Partial loose smut resistance (PLSR) to U. tritici races T2, T9 and T39 was also studied. The number of partially and fully smutted plants of the DH population were counted (Fig. 1). When mapping PLSR, DH lines with low loose smut incidence of 0–20% were excluded since the partial smutting phenotype could not be accurately quantified in DH lines with few smutted spikes. DH lines with 20–100% incidence were included in this analysis and Fully Smutted Index (FSI) of those lines was calculated as follows:

$$ \mathrm{FSI}\ \left(\%\right)=\frac{\mathrm{Number}\ \mathrm{of}\ \mathrm{fully}\ \mathrm{smutted}\ \mathrm{plants}}{\mathrm{Total}\ \mathrm{number}\ \mathrm{of}\ \mathrm{smutted}\ \mathrm{plants}}\mathrm{x}\ 100 $$

Genotyping

The DNeasy 96 Plant Kit (Qiagen, Toronto, Canada) was used to extract genomic DNA from lyophilized leaf tissue, which was quantified using the PicoGreen stain method (Molecular Probes, Inc., Eugene, Oregon, USA). SNP marker genotyping was performed on the parents and DH lines using the 90 K wheat Infinium SNP assay (Illumina, San Diego, CA) [31, 32]. The raw data were analyzed with the genotyping module of GenomeStudio V2011.1 software (Illumina, San Diego, USA) using default clustering parameters.

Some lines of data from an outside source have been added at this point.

//! Configuration module
//!
//! Holds the API credentials and playback defaults used by the client. A config
//! is immutable once a client has been built from it; the `with_*` methods return
//! a modified copy from which a new client can be constructed.

use std::env;
use std::fmt::{Debug, Formatter, Result as FmtResult};
use std::time::Duration;

use crate::error::VdoCipherError;
use crate::models::Watermark;

pub const DEFAULT_BASE_URL: &str = "https://dev.vdocipher.com/api";
pub const DEFAULT_OTP_TTL_SECS: u64 = 300;
const DEFAULT_TIMEOUT_SECS: u64 = 60;

#[derive(Clone, PartialEq)]
pub struct VdoCipherConfig {
    pub api_key: String,
    pub base_url: String,
    pub otp_ttl: u64,
    pub watermarks: Vec<Watermark>,
    pub timeout: Duration,
}

impl Debug for VdoCipherConfig {
    fn fmt(&self, f: &mut Formatter<'_>) -> FmtResult {
        f.debug_struct("VdoCipherConfig")
            .field("api_key", &"[redacted]")
            .field("base_url", &self.base_url)
            .field("otp_ttl", &self.otp_ttl)
            .field("watermarks", &self.watermarks)
            .field("timeout", &self.timeout)
            .finish()
    }
}

impl VdoCipherConfig {
    pub fn new(api_key: impl Into<String>) -> Self {
        Self {
            api_key: api_key.into(),
            base_url: DEFAULT_BASE_URL.to_string(),
            otp_ttl: DEFAULT_OTP_TTL_SECS,
            watermarks: Vec::new(),
            timeout: Duration::from_secs(DEFAULT_TIMEOUT_SECS),
        }
    }

    /// Load configuration from the process environment (and `.env`, if present).
    ///
    /// Reads VDOCIPHER_API_KEY, VDOCIPHER_BASE_URL, VDOCIPHER_OTP_TTL,
    /// VDOCIPHER_WATERMARKS (a JSON array) and VDOCIPHER_TIMEOUT_SECS.
    pub fn from_env() -> Result<Self, VdoCipherError> {
        dotenvy::dotenv().ok();
        Self::from_lookup(|key| env::var(key).ok())
    }

    /// Build configuration from an arbitrary variable lookup.
    pub fn from_lookup<F>(lookup: F) -> Result<Self, VdoCipherError>
    where
        F: Fn(&str) -> Option<String>,
    {
        let api_key = lookup("VDOCIPHER_API_KEY").ok_or_else(|| {
            VdoCipherError::Config("Missing API key. Set VDOCIPHER_API_KEY".to_string())
        })?;

        let base_url = lookup("VDOCIPHER_BASE_URL")
            .filter(|s| !s.trim().is_empty())
            .unwrap_or_else(|| DEFAULT_BASE_URL.to_string());

        let otp_ttl = parse_secs(&lookup, "VDOCIPHER_OTP_TTL", DEFAULT_OTP_TTL_SECS)?;

        let watermarks = match lookup("VDOCIPHER_WATERMARKS") {
            Some(raw) if !raw.trim().is_empty() => serde_json::from_str::<Vec<Watermark>>(&raw)
                .map_err(|e| {
                    VdoCipherError::Config(format!(
                        "VDOCIPHER_WATERMARKS must be a JSON array of watermark objects: {}",
                        e
                    ))
                })?,
            _ => Vec::new(),
        };

        let timeout_secs = parse_secs(&lookup, "VDOCIPHER_TIMEOUT_SECS", DEFAULT_TIMEOUT_SECS)?;

        let config = Self {
            api_key,
            base_url: normalize_base_url(&base_url),
            otp_ttl,
            watermarks,
            timeout: Duration::from_secs(timeout_secs),
        };
        config.validate()?;

        Ok(config)
    }

    pub fn validate(&self) -> Result<(), VdoCipherError> {
        if self.api_key.trim().is_empty() {
            return Err(VdoCipherError::Config(
                "VDOCIPHER_API_KEY cannot be empty".to_string(),
            ));
        }

        if self.timeout.is_zero() {
            return Err(VdoCipherError::Config(
                "VDOCIPHER_TIMEOUT_SECS must be greater than 0".to_string(),
            ));
        }

        let parsed = url::Url::parse(&self.base_url).map_err(|e| {
            VdoCipherError::Config(format!("Invalid VdoCipher base URL {}: {}", self.base_url, e))
        })?;
        if parsed.cannot_be_a_base() {
            return Err(VdoCipherError::Config(format!(
                "VdoCipher base URL cannot be a base: {}",
                self.base_url
            )));
        }

        Ok(())
    }

    pub fn with_api_key(mut self, api_key: impl Into<String>) -> Self {
        self.api_key = api_key.into();
        self
    }

    pub fn with_base_url(mut self, base_url: impl AsRef<str>) -> Self {
        self.base_url = normalize_base_url(base_url.as_ref());
        self
    }

    pub fn with_watermarks(mut self, watermarks: Vec<Watermark>) -> Self {
        self.watermarks = watermarks;
        self
    }

    pub fn with_otp_ttl(mut self, otp_ttl: u64) -> Self {
        self.otp_ttl = otp_ttl;
        self
    }

    pub fn with_timeout(mut self, timeout: Duration) -> Self {
        self.timeout = timeout;
        self
    }
}

fn parse_secs<F>(lookup: &F, key: &str, default: u64) -> Result<u64, VdoCipherError>
where
    F: Fn(&str) -> Option<String>,
{
    match lookup(key) {
        Some(raw) => raw.trim().parse::<u64>().map_err(|_| {
            VdoCipherError::Config(format!("{} must be a number of seconds, got '{}'", key, raw))
        }),
        None => Ok(default),
    }
}

fn normalize_base_url(base_url: &str) -> String {
    base_url.trim().trim_end_matches('/').to_string()
}
mod helpers;

use helpers::{setup_test_client, AUTH_HEADER};
use mockito::Matcher;
use vdocipher_api_client::{OtpOptions, VdoCipherError, VideoListQuery};

#[tokio::test]
async fn test_get_video() {
    let (mut server, client) = setup_test_client().await;

    let mock = server
        .mock("GET", "/videos/video123")
        .match_header("authorization", AUTH_HEADER)
        .with_status(200)
        .with_body(r#"{"id":"video123","title":"Test Video","status":"ready"}"#)
        .create_async()
        .await;

    let video = client.get_video("video123").await.unwrap();

    mock.assert_async().await;
    assert_eq!(video["id"], "video123");
    assert_eq!(video["status"], "ready");
}

#[tokio::test]
async fn test_get_videos_without_filters() {
    let (mut server, client) = setup_test_client().await;

    let mock = server
        .mock("GET", "/videos")
        .match_header("authorization", AUTH_HEADER)
        .with_status(200)
        .with_body(
            r#"{"rows":[{"id":"video123","title":"Test Video 1"},{"id":"video456","title":"Test Video 2"}],"count":2}"#,
        )
        .create_async()
        .await;

    let result = client.get_videos(&VideoListQuery::default()).await.unwrap();

    mock.assert_async().await;
    assert_eq!(result["count"], 2);
    assert_eq!(result["rows"].as_array().map(Vec::len), Some(2));
}

#[tokio::test]
async fn test_get_videos_with_filters() {
    let (mut server, client) = setup_test_client().await;

    let mock = server
        .mock("GET", "/videos")
        .match_query(Matcher::AllOf(vec![
            Matcher::UrlEncoded("page".into(), "2".into()),
            Matcher::UrlEncoded("limit".into(), "40".into()),
            Matcher::UrlEncoded("tags".into(), "Course1,Promo".into()),
            Matcher::UrlEncoded("q".into(), "Intro".into()),
            Matcher::UrlEncoded("folderId".into(), "root".into()),
        ]))
        .with_status(200)
        .with_body(r#"{"rows":[],"count":0}"#)
        .create_async()
        .await;

    let query = VideoListQuery {
        page: Some(2),
        limit: Some(40),
        tags: Some("Course1,Promo".to_string()),
        q: Some("Intro".to_string()),
        folder_id: Some("root".to_string()),
    };
    let result = client.get_videos(&query).await.unwrap();

    mock.assert_async().await;
    assert_eq!(result["count"], 0);
}

#[tokio::test]
async fn test_get_metadata() {
    let (mut server, client) = setup_test_client().await;

    let mock = server
        .mock("GET", "/meta/video123")
        .match_header("authorization", AUTH_HEADER)
        .with_status(200)
        .with_body(r#"{"id":"video123","length":120,"posters":[]}"#)
        .create_async()
        .await;

    let meta = client.get_metadata("video123").await.unwrap();

    mock.assert_async().await;
    assert_eq!(meta["length"], 120);
}

#[tokio::test]
async fn test_delete_video_success() {
    let (mut server, client) = setup_test_client().await;

    let mock = server
        .mock("DELETE", "/videos")
        .match_header("authorization", AUTH_HEADER)
        .match_query(Matcher::UrlEncoded("videos".into(), "video123".into()))
        .with_status(204)
        .create_async()
        .await;

    let deleted = client.delete_video("video123").await.unwrap();

    mock.assert_async().await;
    assert!(deleted);
}

#[tokio::test]
async fn test_delete_video_failure_returns_false() {
    let (mut server, client) = setup_test_client().await;

    let mock = server
        .mock("DELETE", "/videos")
        .match_query(Matcher::UrlEncoded("videos".into(), "video123".into()))
        .with_status(404)
        .with_body(r#"{"message":"Video not found"}"#)
        .create_async()
        .await;

    let deleted = client.delete_video("video123").await.unwrap();

    mock.assert_async().await;
    assert!(!deleted);
}

#[tokio::test]
async fn test_get_video_details_merges_otp() {
    let (mut server, client) = setup_test_client().await;

    let otp_mock = server
        .mock("POST", "/videos/video123/otp")
        .with_status(200)
        .with_body(r#"{"otp":"test-otp","playbackInfo":"test-playback-info"}"#)
        .create_async()
        .await;
    let video_mock = server
        .mock("GET", "/videos/video123")
        .with_status(200)
        .with_body(r#"{"id":"video123","title":"Test Video","status":"ready"}"#)
        .create_async()
        .await;

    let details = client
        .get_video_details("video123", &OtpOptions::default())
        .await
        .unwrap();

    otp_mock.assert_async().await;
    video_mock.assert_async().await;
    assert_eq!(details["id"], "video123");
    assert_eq!(details["title"], "Test Video");
    assert_eq!(details["status"], "ready");
    assert_eq!(details["otp"]["otp"], "test-otp");
    assert_eq!(details["otp"]["playbackInfo"], "test-playback-info");
}

#[tokio::test]
async fn test_get_video_details_rejects_list_record() {
    let (mut server, client) = setup_test_client().await;

    server
        .mock("POST", "/videos/video123/otp")
        .with_status(200)
        .with_body(r#"{"otp":"test-otp"}"#)
        .create_async()
        .await;
    server
        .mock("GET", "/videos/video123")
        .with_status(200)
        .with_body(r#"["video123"]"#)
        .create_async()
        .await;

    let err = client
        .get_video_details("video123", &OtpOptions::default())
        .await
        .unwrap_err();

    assert!(matches!(err, VdoCipherError::UnexpectedResponse(_)));
}

#[tokio::test]
async fn test_get_video_details_stops_when_otp_fails() {
    let (mut server, client) = setup_test_client().await;

    server
        .mock("POST", "/videos/video123/otp")
        .with_status(403)
        .with_body(r#"{"message":"Forbidden"}"#)
        .create_async()
        .await;
    let video_mock = server
        .mock("GET", "/videos/video123")
        .expect(0)
        .create_async()
        .await;

    let err = client
        .get_video_details("video123", &OtpOptions::default())
        .await
        .unwrap_err();

    video_mock.assert_async().await;
    assert_eq!(err.status(), Some(403));
}
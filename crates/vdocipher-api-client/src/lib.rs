//! HTTP client for the VdoCipher API.
//!
//! Provides a client authenticated with `Authorization: Apisecret {key}`, generic
//! GET/POST/PUT/DELETE helpers that unwrap JSON responses, and domain methods
//! (OTP issuance, video listing, uploads, players, analytics) in [`api`].
//! The CLI uses this client directly.

pub mod api;

use anyhow::Context;
use reqwest::header::{ACCEPT, AUTHORIZATION};
use reqwest::{Client, RequestBuilder, Response};
use serde::de::DeserializeOwned;
use serde::Serialize;
use serde_json::Value as JsonValue;

pub use vdocipher_core::{VdoCipherConfig, VdoCipherError};

pub type Result<T> = std::result::Result<T, VdoCipherError>;

/// HTTP client for the VdoCipher API.
///
/// The configuration is fixed at construction. Build a new client to change the
/// API key, base URL or default watermarks.
#[derive(Clone, Debug)]
pub struct ApiClient {
    client: Client,
    config: VdoCipherConfig,
}

impl ApiClient {
    pub fn new(config: VdoCipherConfig) -> Result<Self> {
        if config.timeout.is_zero() {
            return Err(VdoCipherError::Config(
                "request timeout must be greater than 0".to_string(),
            ));
        }
        let client = Client::builder().timeout(config.timeout).build()?;

        let base_url = config.base_url.trim_end_matches('/').to_string();
        Ok(Self {
            client,
            config: VdoCipherConfig { base_url, ..config },
        })
    }

    /// Create client from environment: VDOCIPHER_API_KEY, VDOCIPHER_BASE_URL,
    /// VDOCIPHER_OTP_TTL, VDOCIPHER_WATERMARKS, VDOCIPHER_TIMEOUT_SECS.
    pub fn from_env() -> anyhow::Result<Self> {
        let config = VdoCipherConfig::from_env().context("Invalid VdoCipher configuration")?;
        Self::new(config).context("Failed to create HTTP client")
    }

    pub fn config(&self) -> &VdoCipherConfig {
        &self.config
    }

    pub fn base_url(&self) -> &str {
        &self.config.base_url
    }

    pub fn build_url(&self, path: &str) -> String {
        format!("{}{}", self.config.base_url, path)
    }

    fn apply_auth(&self, request: RequestBuilder) -> RequestBuilder {
        request
            .header(AUTHORIZATION, format!("Apisecret {}", self.config.api_key))
            .header(ACCEPT, "application/json")
    }

    /// GET request with optional query parameters. Deserializes JSON response.
    pub async fn get<T: DeserializeOwned>(
        &self,
        path: &str,
        query: &[(&str, String)],
    ) -> Result<T> {
        let mut request = self.client.get(self.build_url(path));
        if !query.is_empty() {
            request = request.query(query);
        }
        self.send("GET", path, request).await
    }

    /// POST JSON body and deserialize response.
    pub async fn post_json<T: DeserializeOwned, B: Serialize + ?Sized>(
        &self,
        path: &str,
        body: &B,
    ) -> Result<T> {
        let request = self.client.post(self.build_url(path)).json(body);
        self.send("POST", path, request).await
    }

    /// PUT JSON body and deserialize response.
    pub async fn put_json<T: DeserializeOwned, B: Serialize + ?Sized>(
        &self,
        path: &str,
        body: &B,
    ) -> Result<T> {
        let request = self.client.put(self.build_url(path)).json(body);
        self.send("PUT", path, request).await
    }

    /// PUT with query parameters and no body.
    pub async fn put_query<T: DeserializeOwned>(
        &self,
        path: &str,
        query: &[(&str, String)],
    ) -> Result<T> {
        let request = self.client.put(self.build_url(path)).query(query);
        self.send("PUT", path, request).await
    }

    /// DELETE request. Returns whether the server answered with a 2xx status.
    pub async fn delete(&self, path: &str, query: &[(&str, String)]) -> Result<bool> {
        let mut request = self.client.delete(self.build_url(path));
        if !query.is_empty() {
            request = request.query(query);
        }

        tracing::debug!(method = "DELETE", path = %path, "Sending VdoCipher API request");
        let response = self.apply_auth(request).send().await?;
        let status = response.status();
        if !status.is_success() {
            tracing::warn!(
                status = status.as_u16(),
                path = %path,
                "VdoCipher delete request was not successful"
            );
        }

        Ok(status.is_success())
    }

    /// Raw client for requests outside the API base URL (e.g. upload links).
    pub fn client(&self) -> &Client {
        &self.client
    }

    async fn send<T: DeserializeOwned>(
        &self,
        method: &'static str,
        path: &str,
        request: RequestBuilder,
    ) -> Result<T> {
        tracing::debug!(method = method, path = %path, "Sending VdoCipher API request");

        let response = self.apply_auth(request).send().await?;
        parse_response(response).await.inspect_err(|err| {
            tracing::warn!(
                method = method,
                path = %path,
                status = ?err.status(),
                error = %err,
                "VdoCipher API request failed"
            );
        })
    }
}

/// Unwrap a response: non-2xx becomes [`VdoCipherError::Api`], a body that is not
/// a JSON object or array becomes [`VdoCipherError::UnexpectedResponse`].
async fn parse_response<T: DeserializeOwned>(response: Response) -> Result<T> {
    let status = response.status();
    let body = response.text().await?;

    if !status.is_success() {
        return Err(VdoCipherError::from_response(status.as_u16(), &body));
    }

    let value: JsonValue = serde_json::from_str(&body).map_err(|e| {
        VdoCipherError::UnexpectedResponse(format!("body is not valid JSON: {}", e))
    })?;

    if !value.is_object() && !value.is_array() {
        return Err(VdoCipherError::UnexpectedResponse(
            "response is not an object or array".to_string(),
        ));
    }

    serde_json::from_value(value).map_err(|e| {
        VdoCipherError::UnexpectedResponse(format!("unexpected response shape: {}", e))
    })
}

// Re-export request and response types for convenience.
pub use api::UploadedVideo;
pub use vdocipher_core::models::{
    AnalyticsQuery, OfflineOtpOptions, OtpOptions, UploadCredentials, UploadFile, UploadOutcome,
    VideoListQuery, Watermark, WatermarkSetting,
};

Construction of genetic map

SNPs were filtered to exclude those with poor quality data before constructing genetic maps. SNPs with > 10% missing data were excluded from linkage analysis. Each marker was tested for deviation from the expected 1:1 ratio using chi-squared analysis. Markers showing significant (p < 0.01) segregation distortion were discarded. Markers were placed into preliminary linkage bins using the BIN module in QTL IciMapping version 4.1.0.0 [27, 28]. A single marker was selected from each linkage bin with the least missing data and linkage mapping was performed with MapDisto version 1.7.7 [33]. A minimum LOD score of 4.0 and a maximum recombination fraction of 0.2 was used to identify linkage groups. Loci were ordered using a combination of the “AutoMap,” “Order sequence,” and “Compare all order” functions. The best order of markers was generated using both “Auto Check Inversions” and “Auto Ripple” commands. The “Branch and Bound II” and “Seriation II” ordering methods were used in combination with the sum of adjacent recombination fractions (SARF) and count of crossover events (COUNT) as fitting criteria. For each linkage group, the shortest linkage map was selected from the linkage map solutions generated using these different mapping algorithms and criteria. Recombination fractions were converted to map distances using the Kosambi mapping function [34]. Linkage groups were assigned to chromosomes based on existing high-density SNP maps of wheat [31, 35]. DNA markers and candidate genes were located on IWGSC Chinese Spring RefSeq v1.0 [26] by BLAST. The candidate genes included the major loose smut reistance genes, Ut4 on chromosome 7B [14, 21] and Ut6 on chromosome 5B [14, 23].

QTL analysis

QTL analysis was conducted with interval mapping (IM) and inclusive composite interval mapping (ICIM) using QTL IciMapping version 4.1.0.0 [27, 28]. QTL analyses were carried out for each U. tritici race using LSI data, as well as for the mean LSI data. The LSI data from Morden and Swift Current were combined to obtain mean LSI data for QTL analysis after plotting the data and determining that the distributions were consistent. Frequency distributions of LSI and FSI for each race in the Diamont/TD-14 DH population were plotted. Main effect QTL statistics were calculated every 0.1 cM. Permutation analysis (1000 permutations per trait) was conducted to determine the LOD significance threshold (P < 5%) for declaring QTL. This IM and ICIM threshold was LOD 3.2. QTL were declared when the IM or ICIM LOD statistic was greater than the LOD significance threshold in the two individual experiments (i.e. Morden and Swift Current), or the pooled dataset and at least one experiments. For these significant QTL, QTL statistics were also reported for experiments in which the LOD score was greater than 2.5. The proportion of phenotypic variance explained by single QTL was determined by the square of the partial correlation coefficient (R2). Analysis for epistatic QTL was conducted with 2.0 cM steps. Epistatic QTL were declared when the IM or ICIM LOD score was greater than 3.5 in the two individual experiments plus the pooled dataset.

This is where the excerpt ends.